Modelling peak supersonic heated jet noise at fixed jet or fixed acoustic Mach number using an acoustic analogy-based non-parallel flow asymptotic approach

This presentation provides a summary of our recent results on supersonic jet noise prediction using the generalized acoustic analogy approach. The analogy poses a formula for the far-field sound as a convolution product of propagator tensor and the fluctuating Reynolds stress auto-covariance tensor. We found that approximating the propagator tensor using a non-parallel flow asymptotic approximation (Afsar et al., 2019. Phil. Trans. A, in press) of the vector Green's function that satisfies the adjoint linearized Euler equations allows accurate prediction of the peak jet noise. That is, in the small observation angle region, the predictions remain within 1-2 dB of experimental data up to a Strouhal number (based on jet diameter) of at least 0.5. We based the analogy on a model of the Reynolds stress auto-covariance that agrees with Large-Eddy Simulations in isothermal conditions.
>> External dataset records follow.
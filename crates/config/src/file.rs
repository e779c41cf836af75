use std::io;
use std::path::Path;

use tracing::debug;

use crate::error::{Error, Result};
use crate::resolve::PartialConfiguration;

/// Config file looked up in the working directory when none is named.
pub const DEFAULT_CONFIG_FILE: &str = "localnet.json";

/// Reads a JSON config file.
///
/// A missing file yields an empty configuration unless `required` is set.
///
/// # Errors
///
/// Returns [`Error::ConfigFileNotFound`] for a missing required file, or an
/// error if the file cannot be read or parsed.
pub async fn load_config_file(path: &Path, required: bool) -> Result<PartialConfiguration> {
    match tokio::fs::read(path).await {
        Ok(bytes) => {
            debug!("loaded config file {}", path.display());
            Ok(serde_json::from_slice(&bytes)?)
        }
        Err(e) if e.kind() == io::ErrorKind::NotFound => {
            if required {
                Err(Error::ConfigFileNotFound(path.to_path_buf()))
            } else {
                debug!("no config file at {}, using defaults", path.display());
                Ok(PartialConfiguration::default())
            }
        }
        Err(e) => Err(Error::Io("failed to read config file", e)),
    }
}
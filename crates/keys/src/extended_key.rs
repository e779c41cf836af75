//! BIP32 hierarchical derivation over secp256k1 (hardened children only).

use bitcoin::bip32::{ChildNumber, DerivationPath, Xpriv};
use bitcoin::secp256k1::{All, PublicKey, Secp256k1};
use bitcoin::Network;

use crate::error::{Error, Result};

/// Offset added to an index to request hardened derivation.
pub const HARDENED_OFFSET: u32 = 0x8000_0000;

/// A private key together with its chain code.
#[derive(Clone)]
pub struct ExtendedPrivateKey {
    secp: Secp256k1<All>,
    xpriv: Xpriv,
}

impl ExtendedPrivateKey {
    /// Master key for `seed`.
    ///
    /// # Errors
    ///
    /// Returns [`Error::DerivationFailed`] if the seed does not yield a valid key.
    pub fn from_seed(seed: &[u8]) -> Result<Self> {
        // The network only affects xpub/xprv serialization, which is never used.
        let xpriv = Xpriv::new_master(Network::Bitcoin, seed).map_err(|_| Error::DerivationFailed(0))?;

        Ok(Self {
            secp: Secp256k1::new(),
            xpriv,
        })
    }

    /// Derives the hardened child `index'`.
    ///
    /// `index` is the unhardened value; the hardened offset is applied here.
    ///
    /// # Errors
    ///
    /// Returns [`Error::InvalidIndex`] if `index` is already in the hardened range,
    /// or [`Error::DerivationFailed`] for an invalid child.
    pub fn derive_hardened(&self, index: u32) -> Result<Self> {
        self.derive_path(&[index])
    }

    /// Derives each hardened index in turn.
    ///
    /// # Errors
    ///
    /// See [`Self::derive_hardened`].
    pub fn derive_path(&self, indices: &[u32]) -> Result<Self> {
        let path = indices
            .iter()
            .map(|&index| {
                ChildNumber::from_hardened_idx(index)
                    .map_err(|_| Error::InvalidIndex(index.to_string()))
            })
            .collect::<Result<Vec<_>>>()?;

        let xpriv = self
            .xpriv
            .derive_priv(&self.secp, &DerivationPath::from(path))
            .map_err(|_| Error::DerivationFailed(indices.last().copied().unwrap_or_default()))?;

        Ok(Self {
            secp: self.secp.clone(),
            xpriv,
        })
    }

    /// SEC1 compressed public key (33 bytes).
    #[must_use]
    pub fn public_key(&self) -> [u8; 33] {
        PublicKey::from_secret_key(&self.secp, &self.xpriv.private_key).serialize()
    }
}

#[cfg(test)]
mod tests {
    use super::*;

    // BIP32 test vector 1.
    const SEED: &str = "000102030405060708090a0b0c0d0e0f";

    #[test]
    fn test_master_public_key_vector() {
        let master = ExtendedPrivateKey::from_seed(&hex::decode(SEED).unwrap()).unwrap();

        assert_eq!(
            hex::encode(master.public_key()),
            "0339a36013301597daef41fbe593a02cc513d0b55527ec2df1050e2e8ff49c85c2"
        );
    }

    #[test]
    fn test_hardened_child_vector() {
        let master = ExtendedPrivateKey::from_seed(&hex::decode(SEED).unwrap()).unwrap();
        let child = master.derive_hardened(0).unwrap();

        assert_eq!(
            hex::encode(child.public_key()),
            "035a784662a4a20a65bf6aab9ae98a6c068a81c52e4b032c0fb5400c706cfccc56"
        );
    }

    #[test]
    fn test_path_matches_stepwise_derivation() {
        let master = ExtendedPrivateKey::from_seed(&hex::decode(SEED).unwrap()).unwrap();

        let stepwise = master.derive_hardened(44).unwrap().derive_hardened(1).unwrap();
        let direct = master.derive_path(&[44, 1]).unwrap();

        assert_eq!(stepwise.public_key(), direct.public_key());
    }

    #[test]
    fn test_hardened_range_index_rejected() {
        let master = ExtendedPrivateKey::from_seed(&hex::decode(SEED).unwrap()).unwrap();

        assert!(matches!(
            master.derive_hardened(HARDENED_OFFSET),
            Err(Error::InvalidIndex(_))
        ));
    }
}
In general, our predictions recover both the spectral quietening observed in heated jets at fixed acoustic Mach number (Afsar et al. AIAA J., vol.49, p.2522, 2011) and the noise enhancement at fixed jet Mach number. We observed that in either of these cases, using the simpler non-spreading locally parallel flow based Green’s function results in a significant under prediction of sound.